I had high hopes as I was about to enter this year but I was not aware of the real challenges that twisted me into thinking that this year was just a year. Nothing special happened, no extraordinary events that occurred to me. It’s just a year that passes by.

Okay, so not all events exactly. I just made them extra special for me to put in my
“This year, I have done special stuff” book. Let me list a few:

  1. I traveled a few places
  2. Bought some things I want
  3. Found a new job I want
  4. Went to a book signing event (yes, right there. I was so ecstatic that time)
  5. Turned 22 (hurrah)
  6. 1st anniversary living on my own
  7. Experienced online shopping (First-timer here, I’m playing safe)
  8. Got my poem published in a local Poetry Folio (As of now, I haven’t gotten the folio though, huzzah!)
  9. Got fatter (What did you get this Christmas? Fat. I got fat, wait I got fatter)
  10. Spent time with my Fluff-fluff
  11. Went to my hometown on my own and back

Those are just the highlights I could remember this year.

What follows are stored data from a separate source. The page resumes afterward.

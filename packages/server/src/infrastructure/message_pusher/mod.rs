//! メッセージ送信（通知）の実装
//!
//! このモジュールは `MessagePusher` trait の具体的な実装を提供します。
//!
//! - `websocket`: WebSocket を使った実装

pub mod websocket;

pub use websocket::WebSocketMessagePusher;
//! HTTP API endpoint handlers.

use std::sync::Arc;

use axum::{
    Json,
    extract::{State, rejection::JsonRejection},
    http::StatusCode,
};

use crate::{
    infrastructure::dto::http::{
        ErrorResponse, OnlineUsersDto, VerifiedUserDto, VerifyUserRequest, VerifyUserResponse,
    },
    ui::state::AppState,
};

/// Validate a display name before the client opens the chat connection.
///
/// Responds `400 {"error": ...}` when a rule is violated. A body that cannot be
/// read as the request (not JSON, non-string names) counts as missing names.
pub async fn verify_user(
    State(state): State<Arc<AppState>>,
    payload: Result<Json<VerifyUserRequest>, JsonRejection>,
) -> Result<Json<VerifyUserResponse>, (StatusCode, Json<ErrorResponse>)> {
    let request = match payload {
        Ok(Json(request)) => request,
        Err(rejection) => {
            tracing::debug!("Unreadable /verify-user body: {}", rejection);
            VerifyUserRequest::default()
        }
    };
    let first_name = request.first_name.as_deref();
    let last_name = request.last_name.as_deref();

    match state.verify_user_usecase.execute(first_name, last_name) {
        Ok(_username) => Ok(Json(VerifyUserResponse {
            message: "user verified".to_string(),
            user: VerifiedUserDto {
                first_name: first_name.unwrap_or_default().to_string(),
                last_name: last_name.unwrap_or_default().to_string(),
            },
        })),
        Err(e) => Err((
            StatusCode::BAD_REQUEST,
            Json(ErrorResponse {
                error: e.to_string(),
            }),
        )),
    }
}

/// Health check endpoint
pub async fn health_check() -> Json<serde_json::Value> {
    Json(serde_json::json!({"status": "ok"}))
}

/// Usernames of everyone currently online
pub async fn online_users(State(state): State<Arc<AppState>>) -> Json<OnlineUsersDto> {
    let users = state.get_online_users_usecase.execute().await;
    Json(OnlineUsersDto {
        users: users.into_iter().map(|u| u.into_string()).collect(),
    })
}
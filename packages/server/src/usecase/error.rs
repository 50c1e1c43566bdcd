//! UseCase のエラー
//!
//! 状態に合わないイベント（参加前の入力中通知など）もエラーとして返しますが、
//! `ChatCoordinator` はそれらを黙って無視します。

use thiserror::Error;

use crate::domain::{MessagePushError, NameValidationError, PersistenceError};

#[derive(Debug, Clone, PartialEq, Eq, Error)]
pub enum JoinError {
    #[error("Invalid name: {0}")]
    InvalidName(#[from] NameValidationError),

    #[error("Connection has already joined")]
    AlreadyJoined,

    #[error("Connection is closed")]
    Disconnected,
}

#[derive(Debug, Clone, PartialEq, Eq, Error)]
pub enum TypingError {
    #[error("Connection has not joined")]
    NotJoined,

    #[error("Failed to broadcast: {0}")]
    BroadcastFailed(#[from] MessagePushError),
}

#[derive(Debug, Clone, PartialEq, Eq, Error)]
pub enum SendMessageError {
    #[error("Connection has not joined")]
    NotJoined,

    #[error("Message is empty")]
    EmptyMessage,

    #[error("Failed to persist message: {0}")]
    Persistence(#[from] PersistenceError),

    #[error("Failed to broadcast: {0}")]
    BroadcastFailed(#[from] MessagePushError),
}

Most people here, especially netizens, really expressed this year has unwelcoming, dark, scary, death traps, and to name a few.

I wouldn’t mention the specifics but it have something to do with politics, music (I’m talking at you, Chainsmokers), actors & actresses, rallies, countries, movies, and memes (that’s right, memes).

For some, they highlight 2016 has one of the greatest year of their lives (such joy) and for some, it’s not their year for true happiness and excitement (much sadness).

For me, I’m still trying to highlight which event that describe what my year is. Motivated? Depressed? Challenging? Fear? Anger? I can’t even tell. I don’t even think it was one hell of a roller coaster ride for me or mixed with emotions. It was just a year. A number.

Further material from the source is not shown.